Otra noche, otro encuentro en la terraza.
Nuevamente me despertó el Camión de la Basura.
Tumbada en la cama comencé a pensar:
¿Y si saliese a la terraza?
……
¿Estará allí la Sra. X?
……
¡Que sí, que salgo!
……
¡Que no, que no seas loca!
.…
¿Y qué mal hay en salir? Vaya, que creo que me está apeteciendo salir (y por supuesto sin ropa).
Y salí.
Y allí estaba ella, por supuesto, también desnuda.
-¡Buenas noches Sra. X!
Me miró y sonrió
-Buenas noches, “Esclava de…”. Veo que te estas acostumbrando rápidamente a lo bueno.
-A eso, todas nos acostumbramos rápido.
-¿Te apetece un vaso de té frío?
-Pues sí, gracias.
Y marchó a buscarlo.
Mientras esperaba a que volviese, estuve contemplando la calle casi desierta (de vez en cuando un automóvil que pasaba de largo), los edificios próximos con sus luces apagadas, y la luna, también apagada (hoy era luna nueva).
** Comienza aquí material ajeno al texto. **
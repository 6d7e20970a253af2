//! Conversion between calendar values and the integer representation stored
//! by date, time and timestamp arrays.
//!
//! - dates are `i32` days since 1970-01-01;
//! - times are `i64` microseconds since midnight;
//! - timestamps are `i64` counts of a [`TimeUnit`] since the epoch, with one
//!   [`Timezone`] per array.
//!
//! Encoding truncates precision below the target unit (floor division on the
//! epoch offset); decoding is exact.

use std::fmt::{self, Display, Formatter};
use std::str::FromStr;

use chrono::{
    DateTime, Datelike, FixedOffset, NaiveDate, NaiveDateTime, NaiveTime, Offset as _,
    TimeZone as _, Timelike,
};

use crate::{ArrayError, TimeUnit};

/// Days from 0001-01-01 (day 1 of the common era) to 1970-01-01.
const EPOCH_DAYS_FROM_CE: i32 = 719_163;

pub const MICROS_PER_DAY: i64 = 86_400_000_000;

const NANOS_PER_SECOND: u32 = 1_000_000_000;

pub fn encode_date(date: NaiveDate) -> i32 {
    date.num_days_from_ce() - EPOCH_DAYS_FROM_CE
}

/// Returns `None` when `days` lies outside the calendar range.
pub fn decode_date(days: i32) -> Option<NaiveDate> {
    NaiveDate::from_num_days_from_ce_opt(days.checked_add(EPOCH_DAYS_FROM_CE)?)
}

pub fn encode_time(time: NaiveTime) -> i64 {
    // A leap second is folded into the preceding second.
    let micros = (time.nanosecond() % NANOS_PER_SECOND) / 1_000;
    i64::from(time.num_seconds_from_midnight()) * 1_000_000 + i64::from(micros)
}

/// Returns `None` unless `0 <= micros < MICROS_PER_DAY`.
pub fn decode_time(micros: i64) -> Option<NaiveTime> {
    if !(0..MICROS_PER_DAY).contains(&micros) {
        return None;
    }
    let seconds = u32::try_from(micros / 1_000_000).ok()?;
    let nanos = u32::try_from(micros % 1_000_000).ok()? * 1_000;
    NaiveTime::from_num_seconds_from_midnight_opt(seconds, nanos)
}

/// Encodes a UTC wall-clock datetime as a count of `unit` since the epoch.
///
/// Returns `None` when the result overflows `i64`.
pub fn encode_timestamp(utc: NaiveDateTime, unit: TimeUnit) -> Option<i64> {
    let utc = utc.and_utc();
    let nanos = i64::from(utc.timestamp_subsec_nanos() % NANOS_PER_SECOND);
    utc.timestamp()
        .checked_mul(unit.per_second())?
        .checked_add(nanos / unit.nanos_per_unit())
}

/// Decodes a count of `unit` since the epoch into a UTC wall-clock datetime.
///
/// Returns `None` when the instant is outside the calendar range.
pub fn decode_timestamp(value: i64, unit: TimeUnit) -> Option<NaiveDateTime> {
    let per_second = unit.per_second();
    let seconds = value.div_euclid(per_second);
    let nanos = value.rem_euclid(per_second) * unit.nanos_per_unit();
    DateTime::from_timestamp(seconds, u32::try_from(nanos).ok()?).map(|dt| dt.naive_utc())
}

/// Formats an offset as `±HH:MM`, with `:SS` appended when non-zero.
pub fn format_offset(offset: FixedOffset) -> String {
    let total = offset.local_minus_utc();
    let sign = if total < 0 { '-' } else { '+' };
    let total = total.unsigned_abs();
    let (hours, minutes, seconds) = (total / 3600, total / 60 % 60, total % 60);
    if seconds == 0 {
        format!("{sign}{hours:02}:{minutes:02}")
    } else {
        format!("{sign}{hours:02}:{minutes:02}:{seconds:02}")
    }
}

/// Parses `±HH`, `±HHMM` or `±HH:MM`.
fn parse_fixed_offset(name: &str) -> Option<FixedOffset> {
    let sign = match name.as_bytes().first()? {
        b'+' => 1,
        b'-' => -1,
        _ => return None,
    };
    let rest = &name[1..];
    if !rest.is_ascii() {
        return None;
    }
    let (hours, minutes) = match rest.len() {
        2 => (rest, "00"),
        4 => (&rest[..2], &rest[2..]),
        5 if rest.as_bytes()[2] == b':' => (&rest[..2], &rest[3..]),
        _ => return None,
    };
    let digits = |s: &str| -> Option<i32> {
        s.bytes()
            .all(|b| b.is_ascii_digit())
            .then(|| s.parse().ok())
            .flatten()
    };
    let (hours, minutes) = (digits(hours)?, digits(minutes)?);
    if minutes >= 60 {
        return None;
    }
    FixedOffset::east_opt(sign * (hours * 3600 + minutes * 60))
}

#[derive(Debug, Clone, Copy, PartialEq, Eq)]
enum Zone {
    Fixed(FixedOffset),
    Named(chrono_tz::Tz),
}

/// Timezone shared by every element of a timestamp array.
///
/// Either a fixed offset (`+01:00`) or an IANA name (`Europe/Paris`). The
/// original string is kept verbatim since it is part of the data type.
#[derive(Debug, Clone, PartialEq, Eq)]
pub struct Timezone {
    name: String,
    zone: Zone,
}

impl Timezone {
    pub fn parse(name: &str) -> Result<Self, ArrayError> {
        let zone = match parse_fixed_offset(name) {
            Some(offset) => Zone::Fixed(offset),
            None => Zone::Named(
                chrono_tz::Tz::from_str(name)
                    .map_err(|_| ArrayError::InvalidTimezone(name.to_string()))?,
            ),
        };
        Ok(Self {
            name: name.to_string(),
            zone,
        })
    }

    pub fn fixed(offset: FixedOffset) -> Self {
        Self {
            name: format_offset(offset),
            zone: Zone::Fixed(offset),
        }
    }

    pub fn name(&self) -> &str {
        &self.name
    }

    /// UTC offset of this zone at the given UTC instant.
    pub fn offset_at(&self, utc: &NaiveDateTime) -> FixedOffset {
        match self.zone {
            Zone::Fixed(offset) => offset,
            Zone::Named(tz) => tz.offset_from_utc_datetime(utc).fix(),
        }
    }
}

impl FromStr for Timezone {
    type Err = ArrayError;

    fn from_str(s: &str) -> Result<Self, Self::Err> {
        Self::parse(s)
    }
}

impl Display for Timezone {
    fn fmt(&self, f: &mut Formatter<'_>) -> fmt::Result {
        f.write_str(&self.name)
    }
}

/// Element of a timestamp array: a naive wall-clock datetime, or a datetime
/// with a UTC offset.
#[derive(Debug, Clone, Copy)]
pub enum TimestampValue {
    Naive(NaiveDateTime),
    Zoned(DateTime<FixedOffset>),
}

impl TimestampValue {
    /// The instant as a UTC wall-clock datetime; naive values are read as UTC.
    pub fn naive_utc(&self) -> NaiveDateTime {
        match self {
            TimestampValue::Naive(dt) => *dt,
            TimestampValue::Zoned(dt) => dt.naive_utc(),
        }
    }

    pub fn offset(&self) -> Option<FixedOffset> {
        match self {
            TimestampValue::Naive(_) => None,
            TimestampValue::Zoned(dt) => Some(*dt.offset()),
        }
    }

    /// Encodes this value for an array with the given unit and timezone.
    ///
    /// Zoned values must carry the zone's offset at their instant; naive
    /// values are only accepted when the array has no timezone.
    pub(crate) fn encode(
        &self,
        index: usize,
        unit: TimeUnit,
        timezone: Option<&Timezone>,
    ) -> Result<i64, ArrayError> {
        let mismatch = |expected: &str, found: String| ArrayError::TimezoneMismatch {
            index,
            expected: expected.to_string(),
            found,
        };
        let utc = match (self, timezone) {
            (TimestampValue::Naive(dt), None) => *dt,
            (TimestampValue::Zoned(dt), Some(tz)) => {
                let utc = dt.naive_utc();
                if tz.offset_at(&utc) != *dt.offset() {
                    return Err(mismatch(tz.name(), format_offset(*dt.offset())));
                }
                utc
            }
            (TimestampValue::Naive(_), Some(tz)) => {
                return Err(mismatch(tz.name(), "naive".to_string()));
            }
            (TimestampValue::Zoned(dt), None) => {
                return Err(mismatch("naive", format_offset(*dt.offset())));
            }
        };
        encode_timestamp(utc, unit).ok_or(ArrayError::TimestampOverflow { index, unit })
    }

    /// Inverse of [`TimestampValue::encode`]; `None` when out of range.
    pub(crate) fn decode(
        value: i64,
        unit: TimeUnit,
        timezone: Option<&Timezone>,
    ) -> Option<TimestampValue> {
        let utc = decode_timestamp(value, unit)?;
        Some(match timezone {
            None => TimestampValue::Naive(utc),
            Some(tz) => {
                TimestampValue::Zoned(DateTime::from_naive_utc_and_offset(utc, tz.offset_at(&utc)))
            }
        })
    }
}

/// Two values are equal when they denote the same instant with the same
/// offset (or are both naive with the same wall clock).
impl PartialEq for TimestampValue {
    fn eq(&self, other: &Self) -> bool {
        match (self, other) {
            (TimestampValue::Naive(a), TimestampValue::Naive(b)) => a == b,
            (TimestampValue::Zoned(a), TimestampValue::Zoned(b)) => {
                a == b && a.offset() == b.offset()
            }
            _ => false,
        }
    }
}

impl Eq for TimestampValue {}

impl From<NaiveDateTime> for TimestampValue {
    fn from(value: NaiveDateTime) -> Self {
        TimestampValue::Naive(value)
    }
}

impl From<DateTime<FixedOffset>> for TimestampValue {
    fn from(value: DateTime<FixedOffset>) -> Self {
        TimestampValue::Zoned(value)
    }
}

impl Display for TimestampValue {
    fn fmt(&self, f: &mut Formatter<'_>) -> fmt::Result {
        match self {
            TimestampValue::Naive(dt) => write!(f, "{}", dt.format("%Y-%m-%dT%H:%M:%S%.f")),
            TimestampValue::Zoned(dt) => write!(f, "{}", dt.format("%Y-%m-%dT%H:%M:%S%.f%:z")),
        }
    }
}

#[cfg(test)]
mod tests {
    use super::*;

    #[test]
    fn parse_fixed_offset_accepts_common_forms() {
        let one_hour = FixedOffset::east_opt(3600);
        assert_eq!(parse_fixed_offset("+01"), one_hour);
        assert_eq!(parse_fixed_offset("+0100"), one_hour);
        assert_eq!(parse_fixed_offset("+01:00"), one_hour);
        assert_eq!(parse_fixed_offset("-05:30"), FixedOffset::west_opt(5 * 3600 + 1800));
    }

    #[test]
    fn parse_fixed_offset_rejects_malformed_input() {
        assert_eq!(parse_fixed_offset("01:00"), None);
        assert_eq!(parse_fixed_offset("+1:00"), None);
        assert_eq!(parse_fixed_offset("+01:60"), None);
        assert_eq!(parse_fixed_offset("+-1:00"), None);
        assert_eq!(parse_fixed_offset("+"), None);
    }

    #[test]
    fn format_offset_renders_seconds_only_when_present() {
        assert_eq!(format_offset(FixedOffset::east_opt(0).unwrap()), "+00:00");
        assert_eq!(format_offset(FixedOffset::west_opt(3600).unwrap()), "-01:00");
        assert_eq!(format_offset(FixedOffset::east_opt(3661).unwrap()), "+01:01:01");
    }
}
Su visión me trajo el recuerdo de aquellos cuentos infantiles en que salían la imágen de una luna llena, y dentro de ella se veía la silueta de una bruja volando montada en su escoba.
Supongo que, en la realidad, ellas, que serían brujas pero no tontas, justamente serían los días de luna nueva cuando volasen, precisamente para no ser vistas.
Al menos, si yo fuese una bruja que pudiese volar en mi escoba, elegiría una noche sin luna como esta para salir a volar, para poder ver sin ser vista.
(vamos, como lo que estamos haciendo estas noches).
De estos pensamientos me sacó la Señora X, al volver con los vasos de té frío (uno para ella y otro para mí).
-¿En qué pensabas? Me preguntó
-Pensaba, le dije, en que sería bonito en noches de luna nueva como ésta, ser como una bruja y, sin ser vista, sobrevolar la ciudad en una escoba.
-¡Bueno! Veo que me ganas en ideas innovadoras, dijo la Sra. X. Sí, realmente estaría muy bien si pudiéramos hacer eso, ahora montaríamos en nuestras escobas y saldríamos a sobrevolar la ciudad.
-¡Al estilo Harry Potter, pero desnudas!
-¡Ja, ja, ja! ¡Si nuestros hijos nos estuviesen escuchando!
-¡Mejor que no!. No entenderían porqué sus madres iban a volar en escoba, ¡y encima desnudas!
-Ja, ja, ja. Bueno, algún día, cuando sean mayores, lo entenderán.
Nuestra conversación continuó, y hablamos, entre otras cosas, de lo que había leído en los libros, de los puntos de placer del cuerpo humano (sobre todo del de la mujer, claro está), de los masajes, y del cursillo.
Recordaba la Sra. X que su profesora de Yoga, impartía el cursillo en cuestión en su piso (uno de esos piso grandes del Eixample Barcelonés), varias veces al año, tan pronto como hubiese un grupo mínimo de alumnas (unas 6 al menos).
¡Ah! ¡Y nada de caballeros en esos cursillos! Que ellos se dedican a mirar lo que no deben en lugar de atender a las explicaciones de la profesora.
ASí pues, que sean sus señoras las que luego en casa, les impartan el cursillo a ellos.
Como el teléfono lo tenía apuntado en la agenda, y ésta la tenía en la oficina, quedó en que a la mañana siguiente llamaría para enterarse.
Y por esa noche, eso fue todo, ya que en esta ocasión no hubo chica en motocicleta que nos viera.
Al meterme en la cama pensé que, definitivamente, había rebasado la línea que fija cuando algo ya no tiene vuelta atrás.